Trimethylamine (TMA) is a tertiary amine with a characteristic fishy odour. It is synthesised from dietary constituents, including choline, L-carnitine, betaine and lecithin by the action of microbial enzymes during both healthy and diseased conditions in humans. Trimethylaminuria (TMAU) is a disease typified by its association with the characteristic fishy odour because of decreased TMA metabolism and excessive TMA excretion. Besides TMAU, a number of other diseases are associated with abnormal levels of TMA, including renal disorders, cancer, obesity, diabetes, cardiovascular diseases and neuropsychiatric disorders. Aside from its role in pathobiology, TMA is a precursor of trimethylamine-N-oxide that has been associated with an increased risk of athero-thrombogenesis.

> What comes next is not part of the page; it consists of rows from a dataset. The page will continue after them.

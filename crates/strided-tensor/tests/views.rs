use rand::{seq::SliceRandom, Rng};
use strided_tensor::{ops, CpuAllocator, ErrorKind, Tensor, TensorError, TrackingAllocator};

fn init_logger() {
    let _ = env_logger::builder().is_test(true).try_init();
}

#[test]
fn arange_reads_back_indices() -> Result<(), TensorError> {
    init_logger();
    for n in 0..32usize {
        let t = Tensor::arange(n, CpuAllocator)?;
        for i in 0..n {
            assert_eq!(t.get_item(&[i as isize])?, i as f32);
        }
        match n {
            0 => assert_eq!(t.get_item(&[-1]).unwrap_err().kind(), ErrorKind::Index),
            _ => assert_eq!(t.get_item(&[-1])?, (n - 1) as f32),
        }
    }
    Ok(())
}

#[test]
fn reshape_preserves_flattened_order() -> Result<(), TensorError> {
    init_logger();
    let mut rng = rand::rng();
    for _ in 0..50 {
        let rank = rng.random_range(1..=4);
        let mut shape: Vec<usize> = (0..rank).map(|_| rng.random_range(0..=5)).collect();
        let numel: usize = shape.iter().product();

        let t = Tensor::arange_multi_dim(&shape, CpuAllocator)?;
        let before = t.to_vec();

        shape.shuffle(&mut rng);
        let r = t.reshape(&shape)?;
        assert_eq!(r.to_vec(), before);

        let flat = r.reshape(&[numel])?;
        for (k, value) in before.iter().enumerate() {
            assert_eq!(flat.get_item(&[k as isize])?, *value);
        }
    }
    Ok(())
}

#[test]
fn reshape_of_strided_view_preserves_flattened_order() -> Result<(), TensorError> {
    init_logger();
    let t = Tensor::arange_multi_dim(&[4, 6], CpuAllocator)?;
    let s = t.slice(&[0, 1], &[4, 6], &[1, 2])?;
    let before = s.to_vec();
    assert_eq!(
        before,
        vec![1.0, 3.0, 5.0, 7.0, 9.0, 11.0, 13.0, 15.0, 17.0, 19.0, 21.0, 23.0]
    );

    let r = s.reshape(&[3, 4])?;
    assert_eq!(r.to_vec(), before);
    Ok(())
}

#[test]
fn refcount_tracks_live_views() -> Result<(), TensorError> {
    init_logger();
    let alloc = TrackingAllocator::new();

    let base = Tensor::arange(12, alloc.clone())?;
    assert_eq!(base.storage().ref_count(), 1);

    let matrix = base.reshape(&[3, 4])?;
    assert_eq!(base.storage().ref_count(), 2);

    let column = matrix.slice(&[0, 1], &[3, 2], &[1, 1])?;
    assert_eq!(base.storage().ref_count(), 3);

    let copy = column.clone();
    assert_eq!(base.storage().ref_count(), 4);

    // a fresh result does not touch the shared storage
    let sum = ops::add(&column, &copy)?;
    assert_eq!(base.storage().ref_count(), 4);
    assert_eq!(sum.storage().ref_count(), 1);
    assert_eq!(alloc.stats().allocs(), 2);

    base.free();
    matrix.free();
    assert_eq!(column.storage().ref_count(), 2);
    assert_eq!(column.to_vec(), vec![1.0, 5.0, 9.0]);

    column.free();
    assert_eq!(alloc.stats().deallocs(), 0);
    copy.free();
    assert_eq!(alloc.stats().deallocs(), 1);

    sum.free();
    assert_eq!(alloc.stats().allocs(), 2);
    assert_eq!(alloc.stats().deallocs(), 2);
    assert_eq!(alloc.stats().live_bytes(), 0);
    Ok(())
}

#[test]
fn oversized_shapes_are_shape_errors() -> Result<(), TensorError> {
    init_logger();
    let empty = Tensor::arange(0, CpuAllocator)?;
    let err = empty.reshape(&[1 << 32, 1 << 32]).unwrap_err();
    assert_eq!(err.kind(), ErrorKind::Shape);

    let err = Tensor::from_shape_vec(&[usize::MAX, 3], vec![], CpuAllocator).unwrap_err();
    assert_eq!(err.kind(), ErrorKind::Shape);

    let alloc = TrackingAllocator::new();
    let err = Tensor::try_empty(&[1 << 32, 1 << 32], alloc.clone()).unwrap_err();
    assert_eq!(err.kind(), ErrorKind::Allocation);
    assert_eq!(alloc.stats().allocs(), 0);
    Ok(())
}

#[test]
fn slice_with_any_positive_step() -> Result<(), TensorError> {
    init_logger();
    let mut rng = rand::rng();
    let t = Tensor::arange_multi_dim(&[5, 7], CpuAllocator)?;
    for _ in 0..100 {
        let starts = [rng.random_range(0..5i64) as isize, rng.random_range(0..7i64) as isize];
        let steps = [
            rng.random_range(7..=isize::MAX as i64) as isize,
            rng.random_range(7..=isize::MAX as i64) as isize,
        ];
        let s = t.slice(&starts, &[5, 7], &steps)?;
        assert_eq!(s.shape(), &[1, 1]);
        assert_eq!(s.get_item(&[0, 0])?, (starts[0] * 7 + starts[1]) as f32);
    }

    let rows = t.slice(&[0, 0], &[5, 7], &[isize::MAX, 1])?;
    assert_eq!(rows.to_vec(), vec![0.0, 1.0, 2.0, 3.0, 4.0, 5.0, 6.0]);
    Ok(())
}

#[test]
fn slice_every_other_element() -> Result<(), TensorError> {
    init_logger();
    let t = Tensor::arange(10, CpuAllocator)?;
    let s = t.slice(&[2], &[8], &[2])?;
    assert_eq!(s.shape(), &[3]);
    assert_eq!(s.to_vec(), vec![2.0, 4.0, 6.0]);
    Ok(())
}

#[test]
fn out_of_bounds_is_an_error() -> Result<(), TensorError> {
    init_logger();
    let t = Tensor::arange_multi_dim(&[3, 3], CpuAllocator)?;
    for index in [[3, 0], [0, 3], [-4, 0], [0, -4]] {
        let err = t.get_item(&index).unwrap_err();
        assert!(matches!(err, TensorError::IndexOutOfBounds { .. }));
    }
    assert!(t.set_item(&[0, 3], 1.0).is_err());
    Ok(())
}

#[test]
fn add_requires_matching_shapes() -> Result<(), TensorError> {
    init_logger();
    let a = Tensor::arange_multi_dim(&[2, 2], CpuAllocator)?;
    let b = Tensor::arange(4, CpuAllocator)?;
    assert_eq!(ops::add(&a, &b).unwrap_err().kind(), ErrorKind::Shape);

    let doubled = ops::add(&a, &a)?;
    for i in 0..2 {
        for j in 0..2 {
            assert_eq!(doubled.get_item(&[i, j])?, 2.0 * a.get_item(&[i, j])?);
        }
    }
    Ok(())
}

#[test]
fn arange_multi_dim_scenario() -> Result<(), TensorError> {
    init_logger();
    let t = Tensor::arange_multi_dim(&[3, 3], CpuAllocator)?;
    assert_eq!(t.strides(), &[3, 1]);
    assert_eq!(t.offset(), 0);
    assert_eq!(t.get_item(&[1, 2])?, 5.0);
    Ok(())
}

#[test]
fn reshape_arange_scenario() -> Result<(), TensorError> {
    init_logger();
    let t = Tensor::arange(9, CpuAllocator)?.reshape(&[3, 3])?;
    assert_eq!(t.get_item(&[2, 2])?, 8.0);
    Ok(())
}

#[test]
fn mutation_is_visible_through_every_view() -> Result<(), TensorError> {
    init_logger();
    let t = Tensor::arange(6, CpuAllocator)?;
    let m = t.reshape(&[2, 3])?;
    let tail = t.slice(&[3], &[6], &[1])?;

    m.set_item(&[1, 0], 100.0)?;
    assert_eq!(t.get_item(&[3])?, 100.0);
    assert_eq!(tail.get_item(&[0])?, 100.0);
    Ok(())
}

#[test]
fn error_messages_name_the_operation() -> Result<(), TensorError> {
    init_logger();
    let t = Tensor::arange(4, CpuAllocator)?;

    let msg = t.get_item(&[9]).unwrap_err().to_string();
    assert_eq!(msg, "get_item: index 9 out of bounds for dimension 0 of size 4");

    let msg = t.slice(&[0], &[4], &[0]).unwrap_err().to_string();
    assert_eq!(msg, "slice: step 0 for dimension 0 must be positive");

    let msg = t.reshape(&[3]).unwrap_err().to_string();
    assert!(msg.starts_with("reshape:"));
    Ok(())
}
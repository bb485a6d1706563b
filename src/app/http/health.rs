use axum::routing::get;
use axum::{Json, Router};
use serde_json::{json, Value};

use super::SharedState;

pub(super) fn router() -> Router<SharedState> {
    Router::new().route("/health", get(health))
}

/// GET /health
async fn health() -> Json<Value> {
    Json(json!({
        "status": "ok",
        "version": env!("CARGO_PKG_VERSION"),
    }))
}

Additionally, TMA is a major air pollutant originating from vehicular exhaust, food waste and animal husbandry industry. The adverse effects of TMA need to be monitored given its ubiquitous presence in air and easy absorption through human skin. In this review, we highlight multifaceted attributes of TMA with an emphasis on its physiological, pathological and environmental impacts. We propose a clinical surveillance of human TMA levels that can fully assess its role as a potential marker of microbial dysbiosis-based diseases.